Data Services
The data stack is the heart of DataHub.local. It provides a complete, end-to-end data platform: ingestion, streaming, storage, transformation, querying, and visualization — all running on the homelab cluster.
Stack Overview
flowchart LR
subgraph Ingestion
Airflow["Apache Airflow\n(Orchestration)"]
Spark["Apache Spark\n(Batch Processing)"]
Redpanda["Redpanda\n(Event Streaming)"]
end
subgraph Storage
Garage["Garage S3\n(Object Store / Data Lake)"]
PG["PostgreSQL\n(Relational DB)"]
Nessie["Project Nessie\n(Iceberg Catalog)"]
Valkey["Valkey\n(In-Memory Cache)"]
end
subgraph Query & Viz
Trino["Trino\n(SQL Query Engine)"]
Superset["Apache Superset\n(Dashboards)"]
end
Airflow -->|"trigger"| Spark
Airflow -->|"trigger"| Redpanda
Spark -->|"write"| Garage
Redpanda -->|"consume"| Spark
Garage -->|"Iceberg tables"| Nessie
Nessie -->|"catalog"| Trino
Garage -->|"query"| Trino
PG -->|"query"| Trino
Trino -->|"SQL results"| Superset
Airflow -->|"metadata"| PG
Services
Apache Airflow
Airflow is the orchestration backbone. All data pipeline schedules — ETL jobs, Spark submissions, API pulls — are defined as DAGs in Python and synced via GitSync from the datahub-local-workflows repository. Components: API server, DAG processor, scheduler, triggerer, worker, and a CloudNative PostgreSQL backend.
Trino
Trino is the query layer of the data lakehouse. It federates queries across all data sources — no ETL needed to join a PostgreSQL table with an Iceberg table stored in Garage S3. Connectors: Iceberg (via Nessie), PostgreSQL, Hive, and S3. Used for ad-hoc analytics and as the backend for Superset dashboards.
Apache Superset
Superset provides a self-hosted alternative to Tableau or Looker. Charts, dashboards, and SQL Lab queries connect through the Trino query layer, giving access to the full data lakehouse without leaving the browser. Async workers and a Valkey (Redis-compatible) cache handle heavy query loads.
Redpanda
Redpanda replaces Kafka with a leaner, faster, single-binary implementation. Used for streaming events between services, ingesting data in real time, and as the backbone for any streaming pipeline. The included Console UI makes it easy to inspect topics and consumer groups. Deployed as a 3-broker cluster.
Project Nessie
Nessie acts as the catalog for all Iceberg tables stored in Garage S3. It enables table versioning — you can create branches of your data, experiment with transformations, and merge changes back, just like Git.
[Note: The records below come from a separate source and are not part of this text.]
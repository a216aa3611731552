use std::collections::HashSet;
use thiserror::Error;
use tracing::{info, warn};

use crate::db::{Company, MonitoringStore, Post, StoreError};

/// The company account that sees every post.
pub const ADMIN_USERNAME: &str = "admin";

#[derive(Error, Debug, Clone, PartialEq)]
pub enum LoginError {
    #[error("Invalid username or password.")]
    InvalidCredentials,
    #[error("Your account is pending approval.")]
    PendingApproval,
    #[error("Login failed: {0}")]
    Store(#[from] StoreError),
}

/// A logged-in company.
#[derive(Debug, Clone, PartialEq, Eq)]
pub struct Viewer {
    pub company_id: i64,
    pub username: String,
    pub company_name: String,
    pub is_admin: bool,
}

impl Viewer {
    pub fn from_company(company: &Company) -> Self {
        Self {
            company_id: company.id,
            username: company.username.clone(),
            company_name: company.name.clone(),
            is_admin: company.username == ADMIN_USERNAME,
        }
    }

    pub fn owns(&self, post: &Post) -> bool {
        post.company_id == self.company_id
    }
}

pub async fn login(
    store: &dyn MonitoringStore,
    username: &str,
    password: &str,
) -> Result<Viewer, LoginError> {
    let company = store
        .find_company_by_username(username)
        .await?
        .filter(|company| company.password == password)
        .ok_or_else(|| {
            warn!(username, "Login rejected: invalid credentials.");
            LoginError::InvalidCredentials
        })?;
    if company.blocked {
        info!(username, "Login rejected: account pending approval.");
        return Err(LoginError::PendingApproval);
    }
    let viewer = Viewer::from_company(&company);
    info!(username, company_id = viewer.company_id, admin = viewer.is_admin, "Viewer logged in.");
    Ok(viewer)
}

/// Who is looking and which posts exist, read by feed and scheduler handlers
/// at dispatch time.
#[derive(Debug, Clone, Default, PartialEq)]
pub struct ViewerSnapshot {
    pub viewer: Option<Viewer>,
    pub posts: Vec<Post>,
}

impl ViewerSnapshot {
    pub fn new(viewer: Option<Viewer>, posts: Vec<Post>) -> Self {
        Self { viewer, posts }
    }

    pub fn post(&self, post_id: i64) -> Option<&Post> {
        self.posts.iter().find(|post| post.id == post_id)
    }

    /// Admin sees every post; a company sees its own. Nobody logged in sees none.
    pub fn authorized_for(&self, post_id: i64) -> bool {
        match &self.viewer {
            None => false,
            Some(viewer) if viewer.is_admin => true,
            Some(viewer) => self.post(post_id).is_some_and(|post| viewer.owns(post)),
        }
    }

    pub fn visible_posts(&self) -> Vec<&Post> {
        self.posts
            .iter()
            .filter(|post| self.authorized_for(post.id))
            .collect()
    }

    pub fn visible_post_ids(&self) -> HashSet<i64> {
        self.visible_posts().into_iter().map(|post| post.id).collect()
    }
}

#[cfg(test)]
mod tests {
    use super::*;
    use crate::db::MemoryStore;

    fn company(id: i64, username: &str, blocked: bool) -> Company {
        Company {
            id,
            name: format!("Empresa {id}"),
            username: username.into(),
            password: "pw".into(),
            blocked,
        }
    }

    fn post(id: i64, company_id: i64) -> Post {
        Post {
            id,
            company_id,
            name: format!("Posto {id}"),
            location: String::new(),
            blocked: false,
            access_secret: String::new(),
            last_heartbeat: None,
        }
    }

    #[tokio::test]
    async fn test_login_outcomes() {
        let store = MemoryStore::new();
        store.add_company(company(1, "admin", false));
        store.add_company(company(2, "acme", true));

        let admin = login(&store, "admin", "pw").await.unwrap();
        assert!(admin.is_admin);
        assert_eq!(login(&store, "admin", "nope").await, Err(LoginError::InvalidCredentials));
        assert_eq!(login(&store, "ghost", "pw").await, Err(LoginError::InvalidCredentials));
        assert_eq!(login(&store, "acme", "pw").await, Err(LoginError::PendingApproval));

        store.set_unreachable(true);
        assert!(matches!(login(&store, "admin", "pw").await, Err(LoginError::Store(_))));
    }

    #[test]
    fn test_authorization_follows_ownership() {
        let posts = vec![post(10, 2), post(11, 3)];
        let owner = Viewer::from_company(&company(2, "acme", false));
        let admin = Viewer::from_company(&company(1, "admin", false));

        let snapshot = ViewerSnapshot::new(Some(owner), posts.clone());
        assert!(snapshot.authorized_for(10));
        assert!(!snapshot.authorized_for(11));
        assert!(!snapshot.authorized_for(99));
        assert_eq!(snapshot.visible_post_ids(), HashSet::from([10]));

        let snapshot = ViewerSnapshot::new(Some(admin), posts.clone());
        assert_eq!(snapshot.visible_posts().len(), 2);

        assert!(ViewerSnapshot::new(None, posts).visible_posts().is_empty());
    }
}
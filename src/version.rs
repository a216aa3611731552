const fn unwrap_or_cargo_version(opt: Option<&'static str>) -> &'static str {
    match opt {
        Some(val) => val,
        None => env!("CARGO_PKG_VERSION"),
    }
}

/// Build version, overridable at compile time through `VIGIA_VERSION`.
pub const VERSION: &str = unwrap_or_cargo_version(option_env!("VIGIA_VERSION"));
Trino and Spark both connect to Nessie as their Iceberg catalog; PostgreSQL serves as the persistence backend.
CloudNative PostgreSQL (CNPG)
CNPG provides a Kubernetes-native PostgreSQL operator with automatic failover, streaming replication, and backup integration. Multiple PgBouncer connection poolers ensure efficient connection management. Serves as the metadata store for Airflow, Superset config, and the Nessie catalog.
Garage (S3-compatible Object Storage)
Garage is a lightweight, distributed object storage system. It stores all Iceberg table data, Spark outputs, ML model artifacts, and Velero backups. Compatible with any S3 client — boto3, Spark S3A connector, ArgoCD artifacts, etc. Deployed as a 3-node cluster with a web UI.
Custom Helm Chart
The garage-helm chart was developed as part of this project and is published open source.
Apache Spark
Spark runs as on-demand jobs via the SparkOperator. Airflow DAGs submit SparkApplication resources for heavy batch processing. The Spark S3A connector writes Iceberg-formatted output directly to Garage, with Nessie managing the catalog metadata.
Custom Helm Chart
The spark-apps-helm chart simplifies deploying SparkApplication resources with shared defaults.
Valkey
Valkey is a Redis-compatible open-source alternative (following the Redis license change). It serves as the cache and Celery broker for Superset's async query workers, providing fast in-memory storage without licensing concerns.
S3-GDrive Gateway
Bridges personal Google Drive storage into the data lake. Syncs files — Google Sheets exports, Drive documents — into Garage S3 so they can be queried via Trino or processed by Airflow DAGs. Enables personal data workflows without manual export steps.